Beginning in April 2018, all U.S. Meijer stores will carry trout from Indian Brook Trout Farm in Jackson, Michigan. 

“At Meijer, we’re focused on providing our customers with the freshest, highest quality seafood, which includes striving to offer seafood caught and farmed in the most responsible and sustainable way,” Dave Wier, seafood buyer for Meijer, said in a press release. “Not only is this the right thing to do for the environment, but our customers want to know that the seafood they buy from us comes from sources that do not deplete or damage the resource.”

Rainbow trout is one of the chain’s best-selling fish, and has special significance for the Michigan-based company, according to Wier.

“Trout is the fish we all grew up on in Michigan.

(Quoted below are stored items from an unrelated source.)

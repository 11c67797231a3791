//! Roster reconciliation.
//!
//! Pure set algebra over one chat's live membership versus the expected
//! member list. Missing members are expected ids absent from the live
//! roster; extra members are live profiles absent from the expected list.

use chrono::Utc;
use std::collections::HashSet;
use tracing::debug;

use crate::models::{Participant, ParticipantReport};

/// Compare a live roster snapshot against the expected member ids.
///
/// Output is deterministic: both discrepancy lists are sorted by user id.
/// Identical inputs produce an empty report regardless of ordering.
pub fn reconcile(
    chat_id: i64,
    chat_name: &str,
    live: &[Participant],
    expected: &[i64],
) -> ParticipantReport {
    let live_ids: HashSet<i64> = live.iter().map(|p| p.user_id).collect();
    let expected_ids: HashSet<i64> = expected.iter().copied().collect();

    let mut missing: Vec<Participant> = expected_ids
        .difference(&live_ids)
        .map(|&id| Participant::bare(id))
        .collect();
    missing.sort_by_key(|p| p.user_id);

    let mut extra: Vec<Participant> = live
        .iter()
        .filter(|p| !expected_ids.contains(&p.user_id))
        .cloned()
        .collect();
    extra.sort_by_key(|p| p.user_id);
    extra.dedup_by_key(|p| p.user_id);

    debug!(
        "Roster check for chat {}: {} live, {} expected, {} missing, {} extra",
        chat_id,
        live.len(),
        expected.len(),
        missing.len(),
        extra.len()
    );

    ParticipantReport {
        chat_id,
        chat_name: chat_name.to_string(),
        missing,
        extra,
        taken_at: Utc::now(),
    }
}

#[cfg(test)]
mod tests {
    use super::*;

    fn member(user_id: i64, handle: &str) -> Participant {
        Participant {
            user_id,
            handle: Some(handle.to_string()),
            first_name: None,
            last_name: None,
            is_bot: false,
        }
    }

    #[test]
    fn test_set_difference() {
        let live = vec![member(1, "ada"), member(2, "bob"), member(3, "cyd")];
        let expected = vec![1, 3, 4];

        let report = reconcile(-100, "ops", &live, &expected);

        assert_eq!(report.missing.len(), 1);
        assert_eq!(report.missing[0].user_id, 4);
        assert!(report.missing[0].handle.is_none());

        assert_eq!(report.extra.len(), 1);
        assert_eq!(report.extra[0].user_id, 2);
        assert_eq!(report.extra[0].handle.as_deref(), Some("bob"));

        assert!(report.has_discrepancies());
    }

    #[test]
    fn test_identical_rosters_are_clean() {
        let live = vec![member(1, "ada"), member(2, "bob")];
        let report = reconcile(-100, "ops", &live, &[2, 1]);
        assert!(!report.has_discrepancies());
    }

    #[test]
    fn test_empty_live_roster() {
        let report = reconcile(-100, "ops", &[], &[5, 6]);
        let ids: Vec<i64> = report.missing.iter().map(|p| p.user_id).collect();
        assert_eq!(ids, vec![5, 6]);
        assert!(report.extra.is_empty());
    }

    #[test]
    fn test_output_is_sorted() {
        let live = vec![member(9, "z"), member(3, "a"), member(7, "m")];
        let report = reconcile(-100, "ops", &live, &[]);
        let ids: Vec<i64> = report.extra.iter().map(|p| p.user_id).collect();
        assert_eq!(ids, vec![3, 7, 9]);
    }
}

It’s in our rivers, in our streams and lakes,” Weir said. 

Indian Brook Trout Farm will be delivered to Meijer stores six days a week, as soon as 36 hours after harvesting at the trout farm, Wier said.

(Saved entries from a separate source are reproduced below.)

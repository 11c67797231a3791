//! Configuration-backed chat registry.

use async_trait::async_trait;

use crate::config::ChatEntry;
use crate::error::ScanError;
use crate::sources::ChatRegistry;

/// Serves the monitored-chat list and expected rosters straight from the
/// `[[chats]]` section of the configuration file.
pub struct ConfigRegistry {
    entries: Vec<ChatEntry>,
}

impl ConfigRegistry {
    pub fn new(entries: Vec<ChatEntry>) -> Self {
        Self { entries }
    }
}

#[async_trait]
impl ChatRegistry for ConfigRegistry {
    async fn monitored_chats(&self) -> Result<Vec<(i64, String)>, ScanError> {
        Ok(self
            .entries
            .iter()
            .map(|entry| {
                let name = entry
                    .name
                    .clone()
                    .unwrap_or_else(|| format!("Chat {}", entry.id));
                (entry.id, name)
            })
            .collect())
    }

    async fn expected_roster(&self, chat_id: i64) -> Result<Vec<i64>, ScanError> {
        Ok(self
            .entries
            .iter()
            .find(|entry| entry.id == chat_id)
            .map(|entry| entry.expected.clone())
            .unwrap_or_default())
    }
}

“That is incredibly fresh fish,” he said.

In a Meijer video promoting the new trout, Chris Ballow, a fish biologist manager at Indian Brook, said the new partnership will allow more U.S. consumers to have access to fresh, U.S.-raised fish.

“If Meijer is picking up fish on a Tuesday, we will harvest on Monday and start cutting them up that day. The morning of Tuesday, we have to take all the bones out of the fish and they would be loaded up on the truck that afternoon,” Ballow said. “Nobody else in the state can guarantee a turnaround time on their fish like we can.”

Indian Brook raises its fish in artesian water from a 10,000-year-old natural aquifer 180 feet below the surface. The 90-acre fish farm houses 350,000 rainbow trout at varying stages of growth, from eggs to maturity. The farm uses no antibiotics, hormones, or pesticides, and its fish are fed an 85 percent all-plant diet.

Owen Ballow, president of Indian Brook, says the company is committed to ensuring the farm minimally impacts the environment. That includes collecting its fish waste to sell to hops farmers, who prize it for its neutral pH levels and high nutrient content.

“We are the only commercial grower in the state who does it this way,” Ballow said. “We want this industry to grow in Michigan. Everything we’re trying to do at our farm – shape an industry, recover the wild fish populations, and grow the cleanest fish around – supports local, so it just made sense to partner with Meijer.”

Meijer was likely attracted to Indian Brook due to its BAP certification, according to Wally Stevens, executive director of the Global Aquaculture Alliance, which operates the certification.

“To be BAP-certified is to prove your commitment to the environment, social integrity, and the health of the animal and public,” Stevens said.